The final presentation in this session concerned the use of various imaging modalities in TAVI. Peter P.T. de Jaegere, MD, Erasmus MC, Rotterdam, The Netherlands, discussed the value of 3D and 4D imaging for planning, guidance, and evaluation before, during, and after TAVI.

In the catheterization laboratory, rotational angiography (R-angio) with dedicated motion compensation software (prototype) can be used to create 3D images similar to MSCT. The images are available for analysis within a minute after acquisition and may be used for on-line evaluation of annulus (sizing) but more importantly outcome and in particular the etiology of paravalvular regurgitation. Schulz CJ and colleagues found that R-angio of the left ventricle allowed precise measurement of the aortic root and annulus and was feasible for sizing at the time of TAVI [Eur Heart J Cardiovasc Imaging. 2014].

Although R-angio allows for multiple angiographic views, motion artifacts resulting from poor temporal resolution severely degrade 3D images [Schultz CJ et al. Eurointervention. 2014]. Acquiring R-angio during rapid ventricular pacing effectively causes ventricular standstill and reduces motion artifacts; however, methods to correct for cardiac motion without the need for rapid pacing would be beneficial.
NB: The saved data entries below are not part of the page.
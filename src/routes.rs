use crate::{
    api::{attachment, document, leave_request, stats},
    auth::{handlers, middleware::auth_middleware},
    config::Config,
};
use actix_governor::{
    Governor, GovernorConfigBuilder, PeerIpKeyExtractor, governor::middleware::NoOpMiddleware,
};
use actix_web::{middleware::from_fn, web};
use std::sync::Arc;

// Helper to build per-route limiter
fn build_limiter(requests_per_min: u32) -> Governor<PeerIpKeyExtractor, NoOpMiddleware> {
    let requests_per_min = requests_per_min.max(1);
    let per_ms = (60_000 / requests_per_min as u64).max(1);
    let cfg = GovernorConfigBuilder::default()
        .per_millisecond(per_ms)
        .burst_size(requests_per_min)
        .key_extractor(PeerIpKeyExtractor)
        .finish()
        // only fails for a zero period or burst, both clamped above
        .unwrap_or_default();
    Governor::new(&cfg)
}

pub fn configure(cfg: &mut web::ServiceConfig, config: Config) {
    let login_limiter = Arc::new(build_limiter(config.rate_login_per_min));
    let register_limiter = Arc::new(build_limiter(config.rate_register_per_min));
    let refresh_limiter = Arc::new(build_limiter(config.rate_refresh_per_min));
    let protected_limiter = Arc::new(build_limiter(config.rate_protected_per_min));

    // Public routes
    cfg.service(
        web::scope("/auth")
            .service(
                web::resource("/login")
                    .wrap(login_limiter.clone())
                    .route(web::post().to(handlers::login)),
            )
            .service(
                web::resource("/register")
                    .wrap(register_limiter.clone())
                    .route(web::post().to(handlers::register)),
            )
            .service(
                web::resource("/refresh")
                    .wrap(refresh_limiter.clone())
                    .route(web::post().to(handlers::refresh_token)),
            )
            .service(
                web::resource("/logout")
                    .wrap(login_limiter.clone())
                    .route(web::post().to(handlers::logout)),
            ),
    );

    // Protected routes
    cfg.service(
        web::scope(&config.api_prefix)
            .wrap(from_fn(auth_middleware)) // authentication
            .wrap(protected_limiter) // rate limiting
            .service(handlers::me)
            .service(
                web::scope("/leave")
                    // /leave
                    .service(
                        web::resource("")
                            .route(web::get().to(leave_request::leave_list))
                            .route(web::post().to(leave_request::create_leave)),
                    )
                    // /leave/{id}
                    .service(web::resource("/{id}").route(web::get().to(leave_request::get_leave)))
                    // /leave/{id}/approve
                    .service(
                        web::resource("/{id}/approve")
                            .route(web::put().to(leave_request::approve_leave)),
                    )
                    // /leave/{id}/reject
                    .service(
                        web::resource("/{id}/reject")
                            .route(web::put().to(leave_request::reject_leave)),
                    )
                    // /leave/{id}/attachment
                    .service(
                        web::resource("/{id}/attachment")
                            .app_data(web::PayloadConfig::new(config.max_attachment_bytes))
                            .route(web::put().to(attachment::upload_attachment))
                            .route(web::get().to(attachment::download_attachment)),
                    )
                    // /leave/{id}/document
                    .service(
                        web::resource("/{id}/document")
                            .route(web::get().to(document::download_document)),
                    ),
            )
            .service(web::resource("/stats").route(web::get().to(stats::leave_stats))),
    );
}

// LOGIN
//  ├─ access_token (15 min)
//  └─ refresh_token (7 days)

// API REQUEST
//  └─ Authorization: Bearer access_token

// ACCESS EXPIRED
//  └─ POST /auth/refresh with Authorization: Bearer refresh_token
//       └─ returns a new pair, the old refresh token is revoked
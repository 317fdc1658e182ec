use std::time::{SystemTime, UNIX_EPOCH};

use crate::{
    model::role::Role,
    models::{Claims, TokenType},
};
use jsonwebtoken::{DecodingKey, EncodingKey, Header, Validation, decode, encode, errors::Error};
use uuid::Uuid;

fn now() -> usize {
    SystemTime::now()
        .duration_since(UNIX_EPOCH)
        .map(|d| d.as_secs() as usize)
        .unwrap_or_default()
}

fn issue(
    user_id: i64,
    username: String,
    role: Role,
    token_type: TokenType,
    secret: &str,
    ttl: usize,
) -> Result<(String, Claims), Error> {
    let claims = Claims {
        user_id,
        sub: username,
        role,
        exp: now() + ttl,
        jti: Uuid::new_v4().to_string(),
        token_type,
    };

    let token = encode(
        &Header::default(),
        &claims,
        &EncodingKey::from_secret(secret.as_bytes()),
    )?;

    Ok((token, claims))
}

pub fn generate_access_token(
    user_id: i64,
    username: String,
    role: Role,
    secret: &str,
    ttl: usize,
) -> Result<String, Error> {
    issue(user_id, username, role, TokenType::Access, secret, ttl).map(|(token, _)| token)
}

pub fn generate_refresh_token(
    user_id: i64,
    username: String,
    role: Role,
    secret: &str,
    ttl: usize,
) -> Result<(String, Claims), Error> {
    issue(user_id, username, role, TokenType::Refresh, secret, ttl)
}

pub fn verify_token(token: &str, secret: &str) -> Result<Claims, String> {
    decode::<Claims>(
        token,
        &DecodingKey::from_secret(secret.as_bytes()),
        &Validation::default(),
    )
    .map(|data| data.claims)
    .map_err(|e| e.to_string())
}

#[cfg(test)]
mod tests {
    use super::*;

    #[test]
    fn access_token_round_trips_identity() {
        let token =
            generate_access_token(4, "teacher@test.com".into(), Role::Teacher, "s3cret", 60)
                .unwrap();
        let claims = verify_token(&token, "s3cret").unwrap();
        assert_eq!(claims.user_id, 4);
        assert_eq!(claims.sub, "teacher@test.com");
        assert_eq!(claims.role, Role::Teacher);
        assert_eq!(claims.token_type, TokenType::Access);
    }

    #[test]
    fn refresh_tokens_get_unique_jti() {
        let (_, a) = generate_refresh_token(1, "a".into(), Role::Student, "k", 60).unwrap();
        let (_, b) = generate_refresh_token(1, "a".into(), Role::Student, "k", 60).unwrap();
        assert_eq!(a.token_type, TokenType::Refresh);
        assert_ne!(a.jti, b.jti);
    }

    #[test]
    fn wrong_secret_fails_verification() {
        let token = generate_access_token(1, "a".into(), Role::Student, "k1", 60).unwrap();
        assert!(verify_token(&token, "k2").is_err());
    }
}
In a recent study, Schultz evaluated the image quality obtained with R-angio motion-compensated reconstruction of the implanted Medtronic CoreValve frame and the clinical and anatomical correlates of 3D frame geometry [Schultz CJ et al. Eurointervention. 2014]. CoreValve frame geometry was evaluated with both MSCT and R-angio at the level of the inflow, nadir of the leaflets, central coaptation point, and commissures. The native aortic annulus dimensions were measured at the nadirs of the 3 leaflets. Sizing ratio, prosthesis expansion, and frame ellipticity were also assessed. Good-quality 3D reconstructions were obtained in 84% of patients, and failure was predictable prior to reconstruction in 6 of the remaining patients.

In a recently published case study, R-angio with motion correction was used to identify the cause of balloon underexpansion in a patient with aortic regurgitation following TAVI [Rodriguez-Olivares R et al. JACC Cardiovasc Interven. 2014].

In Prof de Jaegere’s opinion, the planning of TAVI and the imaging evaluation during the procedure requires both 3D and 4D imaging. On-line 3D and 4D imaging with R-angio is feasible and has the advantages of being able to be performed in the catheterization laboratory, requires no other imaging modalities, and provides immediate insight into the results of TAVI. R-angio with motion compensation remains a work in progress, and continued improvement is needed in order to correct for motion artifacts and demonstrate the effectiveness of this strategy with multiple types of valves.